== Problem details ==
Copy the records below exactly. Include all of them.

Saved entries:
______
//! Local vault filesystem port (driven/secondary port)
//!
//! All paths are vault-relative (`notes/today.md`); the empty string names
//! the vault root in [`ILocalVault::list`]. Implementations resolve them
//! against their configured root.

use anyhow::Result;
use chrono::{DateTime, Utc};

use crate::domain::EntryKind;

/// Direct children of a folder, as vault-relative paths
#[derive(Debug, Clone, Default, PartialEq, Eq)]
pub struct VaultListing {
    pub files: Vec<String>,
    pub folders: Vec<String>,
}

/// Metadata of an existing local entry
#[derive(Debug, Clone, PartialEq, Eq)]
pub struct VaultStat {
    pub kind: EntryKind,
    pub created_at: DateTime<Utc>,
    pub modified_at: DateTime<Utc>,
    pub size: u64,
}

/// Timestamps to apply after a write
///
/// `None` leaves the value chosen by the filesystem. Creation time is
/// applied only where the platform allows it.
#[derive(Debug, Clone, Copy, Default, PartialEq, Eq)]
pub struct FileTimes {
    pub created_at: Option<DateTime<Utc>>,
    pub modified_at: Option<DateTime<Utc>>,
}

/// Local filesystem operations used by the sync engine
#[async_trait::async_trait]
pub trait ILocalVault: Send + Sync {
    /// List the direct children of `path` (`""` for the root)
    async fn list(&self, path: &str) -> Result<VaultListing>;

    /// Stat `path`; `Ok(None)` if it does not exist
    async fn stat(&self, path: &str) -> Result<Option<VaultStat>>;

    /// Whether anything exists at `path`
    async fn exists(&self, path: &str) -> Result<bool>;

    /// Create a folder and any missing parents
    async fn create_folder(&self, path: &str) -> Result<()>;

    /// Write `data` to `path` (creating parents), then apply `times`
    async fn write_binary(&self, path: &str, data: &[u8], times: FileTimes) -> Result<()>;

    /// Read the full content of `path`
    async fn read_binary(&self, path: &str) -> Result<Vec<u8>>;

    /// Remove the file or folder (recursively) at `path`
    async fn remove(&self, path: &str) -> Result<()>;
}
______
== Answer space ==
//! Local vault filesystem port (driven/secondary port)
//!
//! All paths are vault-relative (`notes/today.md`); the empty string names
//! the vault root in [`ILocalVault::list`]. Implementations resolve them
//! against their configured root.

use anyhow::Result;
use chrono::{DateTime, Utc};

use crate::domain::EntryKind;

/// Direct children of a folder, as vault-relative paths
#[derive(Debug, Clone, Default, PartialEq, Eq)]
pub struct VaultListing {
    pub files: Vec<String>,
    pub folders: Vec<String>,
}

/// Metadata of an existing local entry
#[derive(Debug, Clone, PartialEq, Eq)]
pub struct VaultStat {
    pub kind: EntryKind,
    pub created_at: DateTime<Utc>,
    pub modified_at: DateTime<Utc>,
    pub size: u64,
}

/// Timestamps to apply after a write
///
/// `None` leaves the value chosen by the filesystem. Creation time is
/// applied only where the platform allows it.
#[derive(Debug, Clone, Copy, Default, PartialEq, Eq)]
pub struct FileTimes {
    pub created_at: Option<DateTime<Utc>>,
    pub modified_at: Option<DateTime<Utc>>,
}

/// Local filesystem operations used by the sync engine
#[async_trait::async_trait]
pub trait ILocalVault: Send + Sync {
    /// List the direct children of `path` (`""` for the root)
    async fn list(&self, path: &str) -> Result<VaultListing>;

    /// Stat `path`; `Ok(None)` if it does not exist
    async fn stat(&self, path: &str) -> Result<Option<VaultStat>>;

    /// Whether anything exists at `path`
    async fn exists(&self, path: &str) -> Result<bool>;

    /// Create a folder and any missing parents
    async fn create_folder(&self, path: &str) -> Result<()>;

    /// Write `data` to `path` (creating parents), then apply `times`
    async fn write_binary(&self, path: &str, data: &[u8], times: FileTimes) -> Result<()>;

    /// Read the full content of `path`
    async fn read_binary(&self, path: &str) -> Result<Vec<u8>>;

    /// Remove the file or folder (recursively) at `path`
    async fn remove(&self, path: &str) -> Result<()>;
}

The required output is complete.